Noite e dia, ela só tinha um pequeno pensamento: Vai ver só.
Noite e dia, ela só tinha um pequeno pensamento: Vai ver só.
Quando o relógio velho de
cabeceira despertou uma hora mais cedo e ela vestiu calças jeans, sandálias e
blusa colorida e saiu para caminhar na praia pela primeira vez depois de mais
de dez anos, ele pulou da cama pensando: Aí tem coisa!
Quando ela se mancou e
substituiu as calças jeans por um short, uma viseira, um par de tênis e outro
de óculos escuros e saiu no mesmo horário, ele perdeu o sono pensando: Se
tem!
E o pior aconteceu quando o
short ficou frouxo porque ela havia emagrecido cerca de duzentos gramas e justo
na cintura. Bronzeada, ela pintou as raízes dos cabelos e aproveitou para
mudá-los de cor, sempre pensando:
Vai ver só!
Ele perdeu o apetite. Ela nem se preocupou:Assim você
emagrece.
Quando a secretária dele
precisou ligar num domingo consultando sobre uma matéria urgente, a mulher
sorriu entre os dentes: É ela!
E segunda-feira de manhã
apareceu de surpresa no escritório. Encontrou o marido no meio de uma reunião,
embaraçadíssimo com a visita inusitada. Ele apresentou a mulher aos colegas,
ofereceu-lhe um copo d´água e uma cadeira e pediu que ela aguardasse até que
concluíssem o que estavam fazendo.
Ela aguardou sentadinha, de
batom, com a bolsa no colo, de pernas de meias de seda cor da pele cruzadas e
parcialmente protegidas por uma saia preta quase justa. Vendo-o trabalhar,
seguro, competente, docemente autoritário, com as respostas na ponta da língua,
a mulher se pegou sorrindo sem querer e então olhou fixamente para a retina da
secretária e pensou: É meu.
Quando a reunião acabou ela
enfiou a mão com força no braço dobrado dele, levantou a cabeça, fez barulho de
propósito com os saltos e despediu-se da jovem secretária: Prazer em te
ver, filhinha.
Eles almoçaram num
restaurante no centro da cidade. Perto do trabalho dela. Escolheram uma mesinha
discreta no fundo. Ela conhecia muita gente. Não parava de cumprimentar
pessoas. Ele sentia-se deslocado e surpreso. Percebeu, atônito e desconcertado,
que alguns homens, tarados, olhavam para as pernas dela.
O almoço durou mais tempo
do que o esperado, tomaram até alguns chopes e quando atravessavam o
restaurante comprido de ponta a ponta para ir embora ele moldou seus cinco
dedos na nuca dela com mãos de alicate, encarando os demais fregueses e
pensando: É minha!
Terça-feira ele nem foi
trabalhar. O que essa louca está tramando? Deitado na cama de casal, sozinho,
imaginava-se vivendo sem ela e não conseguia. Olhava a louça por lavar, abria a
geladeira e mirava um a um, os alimentos frios com lágrimas nos olhos, pegava
os porta-retratos com fotos dos filhos, dos netos, olhava fixamente as camisas
brancas amassadas no cesto, encarava o varal cheio de roupas distantes lá no
alto e, vagando no apartamento silencioso, desatou a chorar.
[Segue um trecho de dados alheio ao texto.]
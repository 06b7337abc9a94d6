pub mod core;

// module re-exports
pub use crate::core::definitions::{Color, Coordinate, Move, Piece, PieceType};
pub use crate::core::engine::Board;
pub use crate::core::game::Game;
De terça para quarta nenhum
dos dois dormiu. Ela, fingindo-se de desmaiada, mudava gemendo de uma posição
lânguida para outra posição lânguida. Ele espiava mas tinha muito medo de não
conseguir. Ele pensava: Ninguém entende as mulheres. Ela pensava: Está vendo
só?
Quarta-feira, como um boi
que se dirige ao abatedouro, ele foi ao médico, expôs seu caso, e solicitou o
remédio. Dirigiu-se a uma farmácia bem distante, pediu o remédio enganando que
era para seu avô velhinho, colocou a embalagem dentro do bolso e voltou para
casa. Assim chegando, escondeu o embrulho fechado no fundo da gaveta e foi
tomar um banho. E não é que havia mesmo emagrecido um pouquinho? A mulher
chegou do trabalho depois, cabelos escovados, unhas feitas, lembrando ao marido
esquecido que hoje era o dia das Bodas de Ouro dos pais dela.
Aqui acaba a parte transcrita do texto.